Description of the task: Which lines of the data include the string "failed"? List them all.

Stored data:
//! Schema store persisted as one pretty-printed JSON file per schema
//!
//! Layout: `{root}/{schema_id}.json`. Every file is loaded into memory when
//! the store is opened; writes go to disk first, then to the cache.

use std::collections::HashMap;
use std::fs;
use std::path::{Path, PathBuf};

use async_trait::async_trait;
use parking_lot::RwLock;
use tracing::{debug, warn};
use walkdir::WalkDir;

use super::memory::ensure_unique;
use super::SchemaStore;
use crate::error::{EngineError, EntityKind, Result};
use crate::schema::ToolSchema;

pub struct JsonDirSchemaStore {
    root: PathBuf,
    cache: RwLock<HashMap<String, ToolSchema>>,
}

impl JsonDirSchemaStore {
    /// Open an existing directory or create a new one
    pub fn open(path: impl AsRef<Path>) -> Result<Self> {
        let root = path.as_ref().to_path_buf();
        fs::create_dir_all(&root)?;

        let store = Self {
            root,
            cache: RwLock::new(HashMap::new()),
        };
        store.load_all()?;
        Ok(store)
    }

    pub fn root(&self) -> &Path {
        &self.root
    }

    fn schema_path(&self, id: &str) -> PathBuf {
        self.root.join(format!("{}.json", id))
    }

    fn load_all(&self) -> Result<()> {
        let mut cache = self.cache.write();
        for entry in WalkDir::new(&self.root)
            .max_depth(1)
            .into_iter()
            .filter_map(|e| e.ok())
            .filter(|e| e.file_type().is_file())
            .filter(|e| e.path().extension().is_some_and(|ext| ext == "json"))
        {
            let content = fs::read_to_string(entry.path())?;
            match serde_json::from_str::<ToolSchema>(&content) {
                Ok(schema) => {
                    cache.insert(schema.id.clone(), schema);
                }
                Err(err) => {
                    warn!(path = %entry.path().display(), error = %err, "Skipping unreadable schema file");
                }
            }
        }
        debug!(root = %self.root.display(), count = cache.len(), "Loaded schemas");
        Ok(())
    }

    async fn write_file(&self, schema: &ToolSchema) -> Result<()> {
        let content = serde_json::to_string_pretty(schema)?;
        tokio::fs::write(self.schema_path(&schema.id), content)
            .await
            .map_err(|e| EngineError::Store(format!("failed to write schema '{}': {}", schema.id, e)))
    }
}

#[async_trait]
impl SchemaStore for JsonDirSchemaStore {
    async fn insert(&self, schema: ToolSchema) -> Result<()> {
        ensure_unique(&self.cache.read(), &schema)?;
        self.write_file(&schema).await?;
        self.cache.write().insert(schema.id.clone(), schema);
        Ok(())
    }

    async fn replace(&self, schema: ToolSchema) -> Result<()> {
        if !self.cache.read().contains_key(&schema.id) {
            return Err(EngineError::not_found(EntityKind::Schema, schema.id));
        }
        self.write_file(&schema).await?;
        self.cache.write().insert(schema.id.clone(), schema);
        Ok(())
    }

    async fn find_by_id(&self, id: &str) -> Result<Option<ToolSchema>> {
        Ok(self.cache.read().get(id).cloned())
    }

    async fn find_by_tool_id(&self, tool_id: &str) -> Result<Option<ToolSchema>> {
        Ok(self
            .cache
            .read()
            .values()
            .find(|s| s.tool_id == tool_id)
            .cloned())
    }

    async fn list(&self) -> Result<Vec<ToolSchema>> {
        Ok(self.cache.read().values().cloned().collect())
    }

    async fn delete(&self, id: &str) -> Result<bool> {
        if !self.cache.read().contains_key(id) {
            return Ok(false);
        }
        let path = self.schema_path(id);
        match tokio::fs::remove_file(&path).await {
            Ok(()) => {}
            Err(e) if e.kind() == std::io::ErrorKind::NotFound => {}
            Err(e) => {
                return Err(EngineError::Store(format!(
                    "failed to remove schema '{}': {}",
                    id, e
                )))
            }
        }
        Ok(self.cache.write().remove(id).is_some())
    }
}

Task result:
            .map_err(|e| EngineError::Store(format!("failed to write schema '{}': {}", schema.id, e)))
                    "failed to remove schema '{}': {}",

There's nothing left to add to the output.